Receiving friends through a visitation activates your support system.

Receiving friends through a visitation activates your support system and allows others to express their concern and love for you. Having a visitation encourages you to openly and honestly mourn the death. Friends and family will remember you invited them and often stay more available to you in the months that follow the death.

Sometimes called the wake, calling hours and viewing, the visitation is a time for friends and family to support one another in their grief. The body is often present in an open or unopened casket, allowing you and others who loved the person who has died to acknowledge the reality of the death and to have the privilege of saying goodbye.

This is the procession from the funeral service to the final resting place.

Also called the cortege, the funeral procession from the funeral service to the gravesite or columbarium, scattering garden or other final resting place is usually led by the hearse containing the casketed body.

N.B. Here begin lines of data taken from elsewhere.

use std::path::Path;

use plotters::coord::Shift;
use plotters::prelude::*;
use plotters::style::text_anchor::{HPos, Pos, VPos};
use thiserror::Error;

use super::stats::ReportStatistics;

/// Errors raised while rendering a single chart.
///
/// Chart failures are contained by the aggregator: a failed chart is skipped,
/// never fatal to the report.
#[derive(Error, Debug)]
pub enum ChartError {
    /// The statistics contain no data for this chart
    #[error("No data for chart")]
    NoData,

    /// The plotting backend failed
    #[error("Chart render error: {0}")]
    Render(String),
}

fn render_err<E: std::fmt::Display>(e: E) -> ChartError {
    ChartError::Render(e.to_string())
}

/// Number of bins in the clause-length histogram
const HISTOGRAM_BINS: usize = 20;

/// Red-to-green severity palette indexed by tier (tier 1 first)
const TIER_COLORS: [RGBColor; 5] = [
    RGBColor(215, 48, 39),
    RGBColor(252, 141, 89),
    RGBColor(254, 224, 139),
    RGBColor(145, 207, 96),
    RGBColor(26, 152, 80),
];

/// Colors for the review-need split: review red, low-risk green
const REVIEW_COLORS: [RGBColor; 2] = [RGBColor(255, 76, 76), RGBColor(76, 175, 80)];

/// Bar fill for the label frequency chart
const BAR_COLOR: RGBColor = RGBColor(68, 114, 196);

/// Base hue for heatmap cells
const HEAT_COLOR: RGBColor = RGBColor(33, 102, 172);

/// Tier distribution pie chart, one slice per tier present, ascending.
pub fn render_tier_distribution(stats: &ReportStatistics, path: &Path) -> Result<(), ChartError> {
    let tiers = stats.tiers_ascending();
    if tiers.is_empty() {
        return Err(ChartError::NoData);
    }

    let slices: Vec<(String, f64, RGBColor)> = tiers
        .into_iter()
        .map(|(tier, count)| {
            (
                format!("Tier {}", tier),
                count as f64,
                TIER_COLORS[(tier as usize - 1).min(4)],
            )
        })
        .collect();

    let root = SVGBackend::new(path, (600, 600)).into_drawing_area();
    root.fill(&WHITE).map_err(render_err)?;
    let chart_area = root
        .titled("Clause Distribution by Tier", ("sans-serif", 22))
        .map_err(render_err)?;
    draw_pie(&chart_area, &slices)?;
    root.present().map_err(render_err)
}

/// Label frequency horizontal bar chart, most frequent label on top.
pub fn render_label_frequency(stats: &ReportStatistics, path: &Path) -> Result<(), ChartError> {
    let data = stats.labels_by_frequency();
    let max_count = match data.iter().map(|(_, c)| *c).max() {
        Some(max) if max > 0 => max as i32,
        _ => return Err(ChartError::NoData),
    };
    let rows = data.len() as i32;
    let names: Vec<String> = data.iter().map(|(name, _)| name.to_string()).collect();

    let root = SVGBackend::new(path, (900, 600)).into_drawing_area();
    root.fill(&WHITE).map_err(render_err)?;

    let mut chart = ChartBuilder::on(&root)
        .caption("Number of Clauses per Label", ("sans-serif", 22))
        .margin(10)
        .x_label_area_size(45)
        .y_label_area_size(230)
        .build_cartesian_2d(0..max_count + 1, 0..rows)
        .map_err(render_err)?;

    chart
        .configure_mesh()
        .disable_y_mesh()
        .x_desc("Number of Clauses")
        .y_desc("Clause Label")
        .y_labels(names.len())
        .y_label_formatter(&|y| {
            // Row 0 is the bottom of the axis; most frequent label sits on top
            let row = rows - 1 - *y;
            names
                .get(row as usize)
                .cloned()
                .unwrap_or_default()
        })
        .draw()
        .map_err(render_err)?;

    chart
        .draw_series(data.iter().enumerate().map(|(i, (_, count))| {
            let y = rows - 1 - i as i32;
            Rectangle::new([(0, y), (*count as i32, y + 1)], BAR_COLOR.mix(0.8).filled())
        }))
        .map_err(render_err)?;

    root.present().map_err(render_err)
}

/// Label × tier contingency heatmap with integer-annotated cells.
pub fn render_tier_label_heatmap(stats: &ReportStatistics, path: &Path) -> Result<(), ChartError> {
    if stats.contingency.is_empty() {
        return Err(ChartError::NoData);
    }

    let labels: Vec<&String> = stats.contingency.keys().collect();
    let rows = labels.len() as i32;
    let max_cell = stats
        .contingency
        .values()
        .flat_map(|row| row.values())
        .copied()
        .max()
        .unwrap_or(1)
        .max(1);

    let root = SVGBackend::new(path, (900, 700)).into_drawing_area();
    root.fill(&WHITE).map_err(render_err)?;

    let mut chart = ChartBuilder::on(&root)
        .caption("Clause Labels vs Tier Heatmap", ("sans-serif", 22))
        .margin(10)
        .x_label_area_size(45)
        .y_label_area_size(230)
        .build_cartesian_2d(0..5, 0..rows)
        .map_err(render_err)?;

    let label_names: Vec<String> = labels.iter().map(|s| s.to_string()).collect();
    chart
        .configure_mesh()
        .disable_mesh()
        .x_desc("Tier")
        .x_labels(5)
        .x_label_formatter(&|x| {
            if (0..5).contains(x) {
                format!("Tier {}", x + 1)
            } else {
                String::new()
            }
        })
        .y_labels(label_names.len())
        .y_label_formatter(&|y| label_names.get(*y as usize).cloned().unwrap_or_default())
        .draw()
        .map_err(render_err)?;

    let annotation_style = TextStyle::from(("sans-serif", 13).into_font())
        .pos(Pos::new(HPos::Center, VPos::Center));

    for (row, label) in labels.iter().enumerate() {
        let tier_row = &stats.contingency[*label];
        for tier in 1..=5u8 {
            let count = tier_row.get(&tier).copied().unwrap_or(0);
            let x = (tier - 1) as i32;
            let y = row as i32;

            let intensity = count as f64 / max_cell as f64;
            chart
                .draw_series(std::iter::once(Rectangle::new(
                    [(x, y), (x + 1, y + 1)],
                    heat_cell_color(intensity).filled(),
                )))
                .map_err(render_err)?;

            let (px0, py0) = chart.backend_coord(&(x, y));
            let (px1, py1) = chart.backend_coord(&(x + 1, y + 1));
            root.draw(&Text::new(
                count.to_string(),
                ((px0 + px1) / 2, (py0 + py1) / 2),
                annotation_style.clone(),
            ))
            .map_err(render_err)?;
        }
    }

    root.present().map_err(render_err)
}

/// Clause length histogram: words per clause over a fixed bin count.
pub fn render_clause_length_distribution(
    stats: &ReportStatistics,
    path: &Path,
) -> Result<(), ChartError> {
    let word_counts = &stats.clause_word_counts;
    if word_counts.is_empty() {
        return Err(ChartError::NoData);
    }

    let max_words = word_counts.iter().copied().max().unwrap_or(0);
    let bin_width = (max_words + 1).div_ceil(HISTOGRAM_BINS).max(1);

    let mut bins = [0usize; HISTOGRAM_BINS];
    for words in word_counts {
        let bin = (words / bin_width).min(HISTOGRAM_BINS - 1);
        bins[bin] += 1;
    }
    let max_bin = *bins.iter().max().unwrap_or(&1) as i32;

    let root = SVGBackend::new(path, (800, 500)).into_drawing_area();
    root.fill(&WHITE).map_err(render_err)?;

    let mut chart = ChartBuilder::on(&root)
        .caption("Distribution of Clause Lengths", ("sans-serif", 22))
        .margin(10)
        .x_label_area_size(45)
        .y_label_area_size(50)
        .build_cartesian_2d(0..(bin_width * HISTOGRAM_BINS) as i32, 0..max_bin + 1)
        .map_err(render_err)?;

    chart
        .configure_mesh()
        .disable_x_mesh()
        .x_desc("Number of Words")
        .y_desc("Frequency")
        .draw()
        .map_err(render_err)?;

    chart
        .draw_series(bins.iter().enumerate().map(|(i, count)| {
            let x0 = (i * bin_width) as i32;
            let x1 = ((i + 1) * bin_width) as i32;
            Rectangle::new(
                [(x0, 0), (x1, *count as i32)],
                RGBColor(135, 206, 235).mix(0.9).filled(),
            )
        }))
        .map_err(render_err)?;

    root.present().map_err(render_err)
}

/// Binary review-need pie chart.
pub fn render_review_split(stats: &ReportStatistics, path: &Path) -> Result<(), ChartError> {
    let split = stats.review_split;
    if split.requires_review + split.low_risk == 0 {
        return Err(ChartError::NoData);
    }

    let mut slices = Vec::new();
    if split.requires_review > 0 {
        slices.push((
            "Requires Review".to_string(),
            split.requires_review as f64,
            REVIEW_COLORS[0],
        ));
    }
    if split.low_risk > 0 {
        slices.push(("Low Risk".to_string(), split.low_risk as f64, REVIEW_COLORS[1]));
    }

    let root = SVGBackend::new(path, (600, 600)).into_drawing_area();
    root.fill(&WHITE).map_err(render_err)?;
    let chart_area = root
        .titled(
            "Clauses Requiring Expert Review vs Low Risk",
            ("sans-serif", 20),
        )
        .map_err(render_err)?;
    draw_pie(&chart_area, &slices)?;
    root.present().map_err(render_err)
}

/// Interpolate the heatmap cell color from white toward the base hue.
fn heat_cell_color(intensity: f64) -> RGBColor {
    let t = intensity.clamp(0.0, 1.0);
    let lerp = |from: u8, to: u8| (from as f64 + (to as f64 - from as f64) * t).round() as u8;
    RGBColor(
        lerp(255, HEAT_COLOR.0),
        lerp(255, HEAT_COLOR.1),
        lerp(255, HEAT_COLOR.2),
    )
}

/// Draws a labelled pie from (label, value, color) slices.
///
/// Slices are drawn as polygon fans starting at twelve o'clock, proceeding
/// clockwise in the order given; each label carries its percentage share.
fn draw_pie<DB: DrawingBackend>(
    root: &DrawingArea<DB, Shift>,
    slices: &[(String, f64, RGBColor)],
) -> Result<(), ChartError> {
    let total: f64 = slices.iter().map(|(_, value, _)| value).sum();
    if total <= 0.0 {
        return Err(ChartError::NoData);
    }

    let (width, height) = root.dim_in_pixel();
    let center = (width as i32 / 2, height as i32 / 2);
    let radius = f64::from(width.min(height)) * 0.32;

    let label_style =
        TextStyle::from(("sans-serif", 14).into_font()).pos(Pos::new(HPos::Center, VPos::Center));

    let mut angle = -std::f64::consts::FRAC_PI_2;
    for (label, value, color) in slices {
        let sweep = value / total * std::f64::consts::TAU;

        let steps = ((sweep / 0.02).ceil() as usize).max(2);
        let mut points = vec![center];
        for step in 0..=steps {
            let a = angle + sweep * step as f64 / steps as f64;
            points.push((
                center.0 + (radius * a.cos()).round() as i32,
                center.1 + (radius * a.sin()).round() as i32,
            ));
        }
        root.draw(&Polygon::new(points, color.filled()))
            .map_err(render_err)?;

        let mid = angle + sweep / 2.0;
        let share = value / total * 100.0;
        root.draw(&Text::new(
            format!("{} ({:.1}%)", label, share),
            (
                center.0 + (radius * 1.28 * mid.cos()).round() as i32,
                center.1 + (radius * 1.28 * mid.sin()).round() as i32,
            ),
            label_style.clone(),
        ))
        .map_err(render_err)?;

        angle += sweep;
    }

    Ok(())
}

The procession is a symbol of mutual support and public honoring of the death. Mourners accompany one another to the final resting place of the person who died. Often, even strangers take pause and are respectful because they know someone in your family has died.

The graveside service is the final opportunity to say goodbye.

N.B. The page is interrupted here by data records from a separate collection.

use async_trait::async_trait;

use crate::types::llm::{LLMConfig, LLMError, LLMParams, LLMResponse};

/// Trait for text generation provider implementations
#[async_trait]
pub trait Provider: Send + Sync {
    /// Generate a text completion for a prompt
    async fn complete(&self, prompt: &str, params: &LLMParams) -> Result<LLMResponse, LLMError>;

    /// Get provider configuration
    fn get_config(&self) -> &LLMConfig;
}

It is a way of honoring the dead and helping them to exit this life with honor, dignity and respect. The act of watching the casket being lowered into the vault can be extremely powerful and offer additional momentum in the healing process to loved ones, relatives and friends. Some families choose to actively participate by placing earth on the vault.

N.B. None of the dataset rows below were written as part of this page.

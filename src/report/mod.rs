//! Report aggregation.
//!
//! The aggregator is the pipeline's join point: it consumes the classified
//! clause collection and the final summary, computes the report statistics,
//! renders the fixed chart set, and assembles the narrative and charts into
//! a single report document. Per-chart failures degrade gracefully; a
//! missing summary is a hard precondition failure.

mod charts;
mod render;
mod stats;

pub use charts::ChartError;
pub use render::{parse_narrative, render_report, EmbeddedChart, NarrativeBlock};
pub use stats::{ReportStatistics, ReviewSplit};

use std::fs;
use std::path::{Path, PathBuf};

use thiserror::Error;
use tracing::{debug, info, warn};

use crate::classify::ClassifiedClause;

/// The fixed chart set, in render and embed order: (artifact stem, title)
const CHART_SET: [(&str, &str); 5] = [
    ("tier_distribution", "Clause Distribution by Tier"),
    ("label_frequency", "Number of Clauses per Label"),
    ("tier_label_heatmap", "Clause Labels vs Tier Heatmap"),
    ("clause_length_distribution", "Distribution of Clause Lengths"),
    ("review_vs_lowrisk", "Clauses Requiring Expert Review vs Low Risk"),
];

/// Errors fatal to report aggregation
#[derive(Error, Debug)]
pub enum ReportError {
    /// The final summary artifact is missing; there is no partial narrative
    /// without it
    #[error("Summary file missing or unreadable: {}", .0.display())]
    MissingSummary(PathBuf),

    /// IO error while writing report artifacts
    #[error("IO error: {0}")]
    Io(#[from] std::io::Error),
}

/// Paths of the artifacts one aggregation produced
#[derive(Debug, Clone)]
pub struct ReportArtifacts {
    /// The rendered report document
    pub report_path: PathBuf,
    /// Chart images that were rendered and embedded, in order
    pub chart_paths: Vec<PathBuf>,
    /// Titles of charts skipped for missing data or render failures
    pub skipped_charts: Vec<String>,
}

/// Aggregates classification output and the final summary into the report.
pub struct ReportAggregator {
    run_dir: PathBuf,
}

impl ReportAggregator {
    /// Create an aggregator writing into the given run directory
    pub fn new(run_dir: impl Into<PathBuf>) -> Self {
        Self {
            run_dir: run_dir.into(),
        }
    }

    /// Build the report from a clause collection and the summary artifact.
    ///
    /// Statistics are computed from exactly the collection passed in; the
    /// summary is read from `summary_path` and its absence fails the whole
    /// report. Charts that cannot be rendered are skipped with a warning.
    pub fn build(
        &self,
        clauses: &[ClassifiedClause],
        summary_path: &Path,
    ) -> Result<ReportArtifacts, ReportError> {
        let summary_text = fs::read_to_string(summary_path)
            .map_err(|_| ReportError::MissingSummary(summary_path.to_path_buf()))?;

        let statistics = ReportStatistics::from_clauses(clauses);
        let charts_dir = self.run_dir.join("charts");
        fs::create_dir_all(&charts_dir)?;

        let mut rendered: Vec<(&str, PathBuf)> = Vec::new();
        let mut skipped: Vec<String> = Vec::new();

        for (stem, title) in CHART_SET {
            let chart_path = charts_dir.join(format!("{}.svg", stem));
            let outcome = match stem {
                "tier_distribution" => charts::render_tier_distribution(&statistics, &chart_path),
                "label_frequency" => charts::render_label_frequency(&statistics, &chart_path),
                "tier_label_heatmap" => charts::render_tier_label_heatmap(&statistics, &chart_path),
                "clause_length_distribution" => {
                    charts::render_clause_length_distribution(&statistics, &chart_path)
                }
                _ => charts::render_review_split(&statistics, &chart_path),
            };

            match outcome {
                Ok(()) => rendered.push((title, chart_path)),
                Err(ChartError::NoData) => {
                    debug!(chart = title, "Skipping chart with no backing data");
                    skipped.push(title.to_string());
                }
                Err(e) => {
                    warn!(chart = title, error = %e, "Skipping chart after render failure");
                    skipped.push(title.to_string());
                }
            }
        }

        // Embed only the charts whose image artifact is actually present
        let mut embedded = Vec::new();
        let mut chart_paths = Vec::new();
        for (title, chart_path) in rendered {
            match fs::read_to_string(&chart_path) {
                Ok(svg) => {
                    embedded.push(EmbeddedChart {
                        title: title.to_string(),
                        svg,
                    });
                    chart_paths.push(chart_path);
                }
                Err(e) => {
                    warn!(chart = title, error = %e, "Chart artifact missing at embed time");
                    skipped.push(title.to_string());
                }
            }
        }

        let report_path = self.run_dir.join("report.html");
        render_report(&summary_text, &embedded, &report_path)?;

        info!(
            charts = chart_paths.len(),
            skipped = skipped.len(),
            "Report written to {}",
            report_path.display()
        );

        Ok(ReportArtifacts {
            report_path,
            chart_paths,
            skipped_charts: skipped,
        })
    }
}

Accompanying a body to its final resting place and saying a few last words brings a necessary feeling of finality to the funeral process. Even if you are having a full funeral service, you may want to consider having a short committal service at the gravesite, mausoleum, columbarium or scattering site. The committal service gives a feeling of finality to the funeral that you’ll never have otherwise.

This special time allows your family and friends to support one another.

Most funerals are followed by a gathering of friends and family. This special and essential time allows your family and friends to tell stories about the person who died, to cry, to laugh and to support one another. It is an informal time of release after the more formal elements of the funeral ceremony. The gathering is also a transition, a rite of passage back to loving again. It demonstrates the continuity of life, even in the face of death.

Some family members or friends may tell you that the gathering isn’t necessary or that they would prefer not to attend. It’s OK if everyone can’t (or chooses not to) be there. It’s still a very important time for many people who will attend the service.

The reception can be held in your family home, in a park or in a church meeting room. Many funeral homes also have reception rooms. A buffet-style meal is usually served at the reception. Sometimes family and friends contribute food potluck-style and sometimes the meal is catered. Again, do what feels right for you and your family.